Aroania is situated in southeastern Achaea, near the border with Corinthia. The slightly higher Kyllini mountain is about 15 km to its east, separated from Aroania by the valley of the river Olvios. The mountain Erymanthos is about 30 km to the west, across the valley of the river Vouraikos. The rivers Krios, Krathis and Vouraikos drain the mountain towards the Gulf of Corinth in the north. The river Aroanios drains the mountain towards the southwest, to the Ionian Sea.

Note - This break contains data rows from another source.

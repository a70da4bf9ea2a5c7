//! Region container module
//!
//! A region file is an 8KiB header (location table + timestamp table)
//! followed by sector-aligned chunk blocks. This module holds the sector
//! arithmetic shared by the reader, header and transcoder.

mod header;
mod reader;
mod transcoder;

pub use header::{HeaderTable, LocationEntry, Slot};
pub use reader::{open, ContainerReader, EagerReader, LazyReader};
pub use transcoder::{inspect, RegionStats, RegionTranscoder};

/// Allocation unit for every block in the container
pub const SECTOR_SIZE: usize = 4096;

/// Chunks per region edge
pub const REGION_WIDTH: usize = 32;

/// Slots per region (32 x 32)
pub const SLOT_COUNT: usize = REGION_WIDTH * REGION_WIDTH;

/// Size of one table entry in bytes
pub const ENTRY_SIZE: usize = 4;

/// Location table followed by timestamp table
pub const HEADER_SIZE: usize = 2 * SLOT_COUNT * ENTRY_SIZE;

/// Largest sector offset a location entry can hold (24 bits)
pub const MAX_SECTOR_OFFSET: usize = 0xFF_FFFF;

/// Largest sector count a location entry can hold (8 bits)
pub const MAX_SECTOR_COUNT: usize = 0xFF;

/// Round a byte count up to the next sector boundary
#[inline]
pub fn align_up(n: usize) -> usize {
    n.div_ceil(SECTOR_SIZE) * SECTOR_SIZE
}

/// Slot index for a chunk coordinate (z-major)
#[inline]
pub fn coordinate_to_index(x: usize, z: usize) -> usize {
    debug_assert!(x < REGION_WIDTH && z < REGION_WIDTH);
    z * REGION_WIDTH + x
}

/// Chunk coordinate `(x, z)` for a slot index
#[inline]
pub fn index_to_coordinate(index: usize) -> (usize, usize) {
    debug_assert!(index < SLOT_COUNT);
    (index % REGION_WIDTH, index / REGION_WIDTH)
}
//! Configuration management for mcaport

use crate::error::{Error, Result};
use serde::{Deserialize, Serialize};
use std::path::{Path, PathBuf};

/// Default zlib level, matching zlib's own default
pub const DEFAULT_COMPRESSION_LEVEL: u32 = 6;

/// Default number of concurrent chunk conversions
pub const DEFAULT_WORKERS: usize = 4;

/// Default region file extension for batch conversion
pub const DEFAULT_FILE_EXTENSION: &str = "mca";

/// Default suffix of the backup directory kept during batch conversion
pub const DEFAULT_BACKUP_SUFFIX: &str = ".backup";

/// How region files are read
#[derive(Debug, Clone, Copy, Default, Serialize, Deserialize, PartialEq, Eq)]
#[serde(rename_all = "lowercase")]
pub enum ReadMode {
    /// Load the whole file into memory once
    #[default]
    Eager,

    /// Seek and read per block
    Lazy,
}

impl std::str::FromStr for ReadMode {
    type Err = Error;

    fn from_str(s: &str) -> Result<Self> {
        match s.trim().to_ascii_lowercase().as_str() {
            "eager" => Ok(ReadMode::Eager),
            "lazy" => Ok(ReadMode::Lazy),
            other => Err(Error::InvalidConfig(format!("Unknown read mode: {}", other))),
        }
    }
}

/// Transcoding configuration
#[derive(Debug, Clone, Serialize, Deserialize)]
#[serde(default)]
pub struct TranscodeConfig {
    /// zlib level used when compressing (0-9)
    pub compression_level: u32,

    /// Concurrent chunk conversions (1 = sequential)
    pub workers: usize,

    /// Reading strategy for input files
    pub read_mode: ReadMode,
}

impl Default for TranscodeConfig {
    fn default() -> Self {
        TranscodeConfig {
            compression_level: DEFAULT_COMPRESSION_LEVEL,
            workers: DEFAULT_WORKERS,
            read_mode: ReadMode::Eager,
        }
    }
}

/// Directory conversion configuration
#[derive(Debug, Clone, Serialize, Deserialize)]
#[serde(default)]
pub struct BatchConfig {
    /// Extension of files treated as region files (without the dot)
    pub file_extension: String,

    /// Suffix appended to the directory name for its backup copy
    pub backup_suffix: String,
}

impl Default for BatchConfig {
    fn default() -> Self {
        BatchConfig {
            file_extension: DEFAULT_FILE_EXTENSION.to_string(),
            backup_suffix: DEFAULT_BACKUP_SUFFIX.to_string(),
        }
    }
}

/// Logging configuration
#[derive(Debug, Clone, Serialize, Deserialize)]
pub struct LoggingConfig {
    /// Log level (trace, debug, info, warn, error)
    pub level: String,
}

impl Default for LoggingConfig {
    fn default() -> Self {
        LoggingConfig {
            level: "info".to_string(),
        }
    }
}

/// Main configuration structure
#[derive(Debug, Clone, Default, Serialize, Deserialize)]
pub struct Config {
    /// Transcoding configuration
    #[serde(default)]
    pub transcode: TranscodeConfig,

    /// Directory conversion configuration
    #[serde(default)]
    pub batch: BatchConfig,

    /// Logging configuration
    #[serde(default)]
    pub logging: LoggingConfig,
}

impl Config {
    /// Default config file location (`<config dir>/mcaport/config.json`)
    pub fn default_path() -> PathBuf {
        dirs::config_dir()
            .unwrap_or_else(|| PathBuf::from("."))
            .join("mcaport")
            .join("config.json")
    }

    /// Load configuration from a file, with environment variable overrides
    pub fn load<P: AsRef<Path>>(path: P) -> Result<Self> {
        let content = std::fs::read_to_string(path.as_ref())
            .map_err(|e| Error::Config(format!("Failed to read config file: {}", e)))?;

        let mut config: Config = serde_json::from_str(&content)
            .map_err(|e| Error::Config(format!("Failed to parse config file: {}", e)))?;

        // Override with environment variables if set
        config.apply_env_overrides();

        config.validate()?;
        Ok(config)
    }

    /// Load from `path` if it exists, otherwise start from defaults
    pub fn load_or_default<P: AsRef<Path>>(path: P) -> Result<Self> {
        if path.as_ref().exists() {
            return Self::load(path);
        }

        let mut config = Config::default();
        config.apply_env_overrides();
        config.validate()?;
        Ok(config)
    }

    /// Apply environment variable overrides to configuration
    pub fn apply_env_overrides(&mut self) {
        self.apply_overrides_from(|name| std::env::var(name).ok());
    }

    fn apply_overrides_from<F>(&mut self, lookup: F)
    where
        F: Fn(&str) -> Option<String>,
    {
        if let Some(level) = lookup("MCAPORT_COMPRESSION_LEVEL") {
            if let Ok(level) = level.trim().parse::<u32>() {
                self.transcode.compression_level = level;
            }
        }

        if let Some(workers) = lookup("MCAPORT_WORKERS") {
            if let Ok(workers) = workers.trim().parse::<usize>() {
                self.transcode.workers = workers;
            }
        }

        if let Some(mode) = lookup("MCAPORT_READ_MODE") {
            if let Ok(mode) = mode.parse::<ReadMode>() {
                self.transcode.read_mode = mode;
            }
        }
    }

    /// Save configuration to a file
    pub fn save<P: AsRef<Path>>(&self, path: P) -> Result<()> {
        let content = serde_json::to_string_pretty(self)
            .map_err(|e| Error::Config(format!("Failed to serialize config: {}", e)))?;

        if let Some(parent) = path.as_ref().parent() {
            std::fs::create_dir_all(parent)?;
        }

        std::fs::write(path.as_ref(), content)
            .map_err(|e| Error::Config(format!("Failed to write config file: {}", e)))?;

        Ok(())
    }

    /// Validate the configuration
    pub fn validate(&self) -> Result<()> {
        if self.transcode.compression_level > 9 {
            return Err(Error::InvalidConfig(format!(
                "Compression level must be between 0 and 9, got {}",
                self.transcode.compression_level
            )));
        }

        if self.transcode.workers == 0 {
            return Err(Error::InvalidConfig(
                "Workers must be greater than 0".to_string(),
            ));
        }

        if self.batch.file_extension.is_empty() || self.batch.file_extension.starts_with('.') {
            return Err(Error::InvalidConfig(
                "File extension must be non-empty and given without a leading dot".to_string(),
            ));
        }

        if self.batch.backup_suffix.is_empty() {
            return Err(Error::InvalidConfig(
                "Backup suffix must not be empty".to_string(),
            ));
        }

        Ok(())
    }
}
//! mcaport - region file recompression
//!
//! Usage:
//!   mcaport decompress <input> <output>       - Store every chunk uncompressed
//!   mcaport compress <input> <output>         - Store every chunk zlib-compressed
//!   mcaport inspect <input>                   - Show what a region file holds
//!   mcaport convert-dir <dir> --scheme <s>    - Convert a directory tree in place
//!   mcaport config                            - Show or save the effective configuration

use clap::{Parser, Subcommand, ValueEnum};
use mcaport::{
    batch::{self, Converter},
    chunk::CompressionScheme,
    config::{Config, ReadMode},
    region, Result,
};
use std::path::{Path, PathBuf};
use tracing::{error, info, Level};
use tracing_subscriber::FmtSubscriber;

#[derive(Parser)]
#[command(name = "mcaport")]
#[command(author = "mcaport Contributors")]
#[command(version = env!("CARGO_PKG_VERSION"))]
#[command(about = "Convert region files between zlib and uncompressed chunk storage")]
struct Cli {
    /// Configuration file path (defaults to the user config directory)
    #[arg(short, long)]
    config: Option<PathBuf>,

    /// Enable verbose logging
    #[arg(short, long)]
    verbose: bool,

    /// Read input files block by block instead of loading them whole
    #[arg(long)]
    lazy: bool,

    /// Number of chunks converted concurrently
    #[arg(short, long)]
    workers: Option<usize>,

    /// zlib compression level (0-9)
    #[arg(short, long)]
    level: Option<u32>,

    #[command(subcommand)]
    command: Commands,
}

#[derive(Subcommand)]
enum Commands {
    /// Rewrite a region file with every chunk uncompressed
    Decompress {
        /// Region file to read
        input: PathBuf,

        /// Where to write the converted region file
        output: PathBuf,
    },

    /// Rewrite a region file with every chunk zlib-compressed
    Compress {
        /// Region file to read
        input: PathBuf,

        /// Where to write the converted region file
        output: PathBuf,
    },

    /// Show chunk counts and schemes of a region file
    Inspect {
        /// Region file to read
        input: PathBuf,

        /// Print as JSON
        #[arg(long)]
        json: bool,
    },

    /// Convert every region file under a directory in place
    ConvertDir {
        /// Directory to convert (backed up while converting)
        dir: PathBuf,

        /// Target storage
        #[arg(long, value_enum)]
        scheme: TargetScheme,
    },

    /// Show the effective configuration
    Config {
        /// Write it to the configuration file path
        #[arg(long)]
        save: bool,
    },
}

#[derive(Clone, Copy, ValueEnum)]
enum TargetScheme {
    /// zlib (scheme 2)
    Compress,
    /// Uncompressed (scheme 3)
    Decompress,
}

impl From<TargetScheme> for CompressionScheme {
    fn from(target: TargetScheme) -> Self {
        match target {
            TargetScheme::Compress => CompressionScheme::Zlib,
            TargetScheme::Decompress => CompressionScheme::Raw,
        }
    }
}

fn main() {
    let cli = Cli::parse();

    let config_path = cli.config.clone().unwrap_or_else(Config::default_path);
    let config = load_config(&cli, &config_path);

    // Setup logging
    let log_level = if cli.verbose {
        Level::DEBUG
    } else {
        config
            .as_ref()
            .ok()
            .and_then(|c| c.logging.level.parse::<Level>().ok())
            .unwrap_or(Level::INFO)
    };

    let subscriber = FmtSubscriber::builder()
        .with_max_level(log_level)
        .with_target(false)
        .finish();

    tracing::subscriber::set_global_default(subscriber).expect("Failed to set subscriber");

    let result = config.and_then(|config| run_command(cli.command, &config, &config_path));
    if let Err(e) = result {
        error!("Error: {}", e);
        if e.is_format_error() {
            error!("The input does not look like a valid region file");
        }
        std::process::exit(1);
    }
}

/// Config file (or defaults), environment, then command-line flags
fn load_config(cli: &Cli, path: &Path) -> Result<Config> {
    let mut config = Config::load_or_default(path)?;

    if cli.lazy {
        config.transcode.read_mode = ReadMode::Lazy;
    }
    if let Some(workers) = cli.workers {
        config.transcode.workers = workers;
    }
    if let Some(level) = cli.level {
        config.transcode.compression_level = level;
    }

    config.validate()?;
    Ok(config)
}

fn run_command(command: Commands, config: &Config, config_path: &Path) -> Result<()> {
    match command {
        Commands::Decompress { input, output } => {
            cmd_convert(config, &input, &output, CompressionScheme::Raw)
        }

        Commands::Compress { input, output } => {
            cmd_convert(config, &input, &output, CompressionScheme::Zlib)
        }

        Commands::Inspect { input, json } => cmd_inspect(config, &input, json),

        Commands::ConvertDir { dir, scheme } => cmd_convert_dir(config, &dir, scheme.into()),

        Commands::Config { save } => cmd_config(config, config_path, save),
    }
}

fn cmd_convert(config: &Config, input: &Path, output: &Path, target: CompressionScheme) -> Result<()> {
    info!("Converting {} to {}...", input.display(), target);

    let converter = Converter::new(&config.transcode)?;
    let (before, after) = converter.convert_file(input, output, target)?;

    info!(
        "Wrote {} ({} -> {} bytes)",
        output.display(),
        before,
        after
    );
    Ok(())
}

fn cmd_inspect(config: &Config, input: &Path, json: bool) -> Result<()> {
    let mut reader = region::open(input, config.transcode.read_mode)?;
    let stats = region::inspect(reader.as_mut())?;

    if json {
        println!("{}", serde_json::to_string_pretty(&stats)?);
        return Ok(());
    }

    println!("Region: {}", input.display());
    println!("=================");
    println!();
    println!("Size: {} bytes", stats.container_len);
    println!("Chunks present: {}", stats.present);
    println!("Chunks absent: {}", stats.absent);
    println!("Sectors used: {}", stats.sectors);
    for (scheme, count) in &stats.schemes {
        let name = match CompressionScheme::try_from(*scheme) {
            Ok(known) => known.to_string(),
            Err(_) => "unsupported".to_string(),
        };
        println!("Scheme {} ({}): {} chunks", scheme, name, count);
    }

    Ok(())
}

fn cmd_convert_dir(config: &Config, dir: &Path, target: CompressionScheme) -> Result<()> {
    info!("Converting region files under {} to {}...", dir.display(), target);

    let report = batch::convert_tree(dir, target, config)?;

    println!(
        "Converted {} region files ({} other files skipped)",
        report.converted, report.skipped
    );
    println!("Size: {} -> {} bytes", report.bytes_before, report.bytes_after);
    Ok(())
}

fn cmd_config(config: &Config, config_path: &Path, save: bool) -> Result<()> {
    println!("{}", serde_json::to_string_pretty(config)?);

    if save {
        config.save(config_path)?;
        info!("Configuration saved to {}", config_path.display());
    }

    if !save && !config_path.exists() {
        println!();
        println!(
            "No configuration file at {} (use --save to create it)",
            config_path.display()
        );
    }

    Ok(())
}
//! Chunk block codec
//!
//! Handles the framing of a single chunk block (length, scheme byte,
//! payload, zero padding) and conversion of payloads between schemes.

mod compression;

pub use compression::{compress, decompress, decompress_limited, transcode};

use std::fmt;

use crate::error::{Error, Result};
use crate::region::{align_up, MAX_SECTOR_COUNT, SECTOR_SIZE};

/// Scheme byte for zlib-compressed payloads
pub const SCHEME_ZLIB: u8 = 2;

/// Scheme byte for uncompressed payloads
pub const SCHEME_RAW: u8 = 3;

/// Length field plus scheme byte
pub const BLOCK_HEADER_SIZE: usize = 5;

/// Largest payload whose block still fits in a location entry's sector count
pub const MAX_PAYLOAD_LEN: usize = MAX_SECTOR_COUNT * SECTOR_SIZE - BLOCK_HEADER_SIZE;

/// Target schemes a region can be converted to
#[derive(Debug, Clone, Copy, PartialEq, Eq, Hash)]
pub enum CompressionScheme {
    /// zlib (scheme 2)
    Zlib,
    /// Uncompressed (scheme 3)
    Raw,
}

impl CompressionScheme {
    /// On-disk scheme byte
    pub fn id(self) -> u8 {
        match self {
            CompressionScheme::Zlib => SCHEME_ZLIB,
            CompressionScheme::Raw => SCHEME_RAW,
        }
    }
}

impl TryFrom<u8> for CompressionScheme {
    type Error = Error;

    fn try_from(id: u8) -> Result<Self> {
        match id {
            SCHEME_ZLIB => Ok(CompressionScheme::Zlib),
            SCHEME_RAW => Ok(CompressionScheme::Raw),
            other => Err(Error::UnknownScheme(other)),
        }
    }
}

impl fmt::Display for CompressionScheme {
    fn fmt(&self, f: &mut fmt::Formatter<'_>) -> fmt::Result {
        match self {
            CompressionScheme::Zlib => write!(f, "zlib"),
            CompressionScheme::Raw => write!(f, "raw"),
        }
    }
}

/// Split a block into its scheme byte and payload
///
/// The payload is `block[5 .. 4 + length]`; anything after it is padding.
pub fn decode_block(block: &[u8]) -> Result<(u8, &[u8])> {
    if block.len() < BLOCK_HEADER_SIZE {
        return Err(Error::TruncatedBlock {
            declared: 0,
            available: block.len(),
        });
    }

    let length = u32::from_be_bytes([block[0], block[1], block[2], block[3]]);
    // length counts the scheme byte, so zero cannot describe a valid block
    let end = 4usize.saturating_add(length as usize);
    if length == 0 || block.len() < end {
        return Err(Error::TruncatedBlock {
            declared: length,
            available: block.len(),
        });
    }

    Ok((block[4], &block[BLOCK_HEADER_SIZE..end]))
}

/// Value of the length field for a payload of `payload_len` bytes
fn frame_length(payload_len: usize) -> Result<u32> {
    u32::try_from(payload_len)
        .ok()
        .and_then(|len| len.checked_add(1))
        .ok_or(Error::PayloadTooLarge {
            limit: u32::MAX as usize - 1,
        })
}

/// Frame a payload as a sector-aligned block
pub fn encode_block(scheme: u8, payload: &[u8]) -> Result<Vec<u8>> {
    let length = frame_length(payload.len())?;
    let size = align_up(BLOCK_HEADER_SIZE + payload.len());
    let mut block = Vec::with_capacity(size);
    block.extend_from_slice(&length.to_be_bytes());
    block.push(scheme);
    block.extend_from_slice(payload);
    block.resize(size, 0);
    debug_assert!(block.len() >= SECTOR_SIZE && block.len() % SECTOR_SIZE == 0);
    Ok(block)
}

The mountain is the site of the Aristarchos telescope and of a ski resort. Points of interest on the mountain include the Cave of the Lakes (Spilaio ton Limnon), the monastery of Mega Spilaio and the mountain town Kalavryta. Mountain villages on the mountain are Planitero and Peristera. There are several protected areas on Aroania.

A list of the highest peaks of Mount Aroania:
- Psili Koryfi, 2355 m
- Neraidorachi, 2341 m
- Aetorachi, 2335 m
- Kokkinovrachos, 2315 m
- Gardii, 2182 m
- Avgo, 2138 m
- Nisi, 2080 m

==Flora and fauna==

The parts of Aroania between 800 m and 1,800 m elevation are covered with pine forests. The higher areas consist of grasslands and barren rock. Aroania is rich in butterfly species, including the Chelmos blue (Agrodiaetus iphigenia) which is found between 1,100 m and 1,800 m.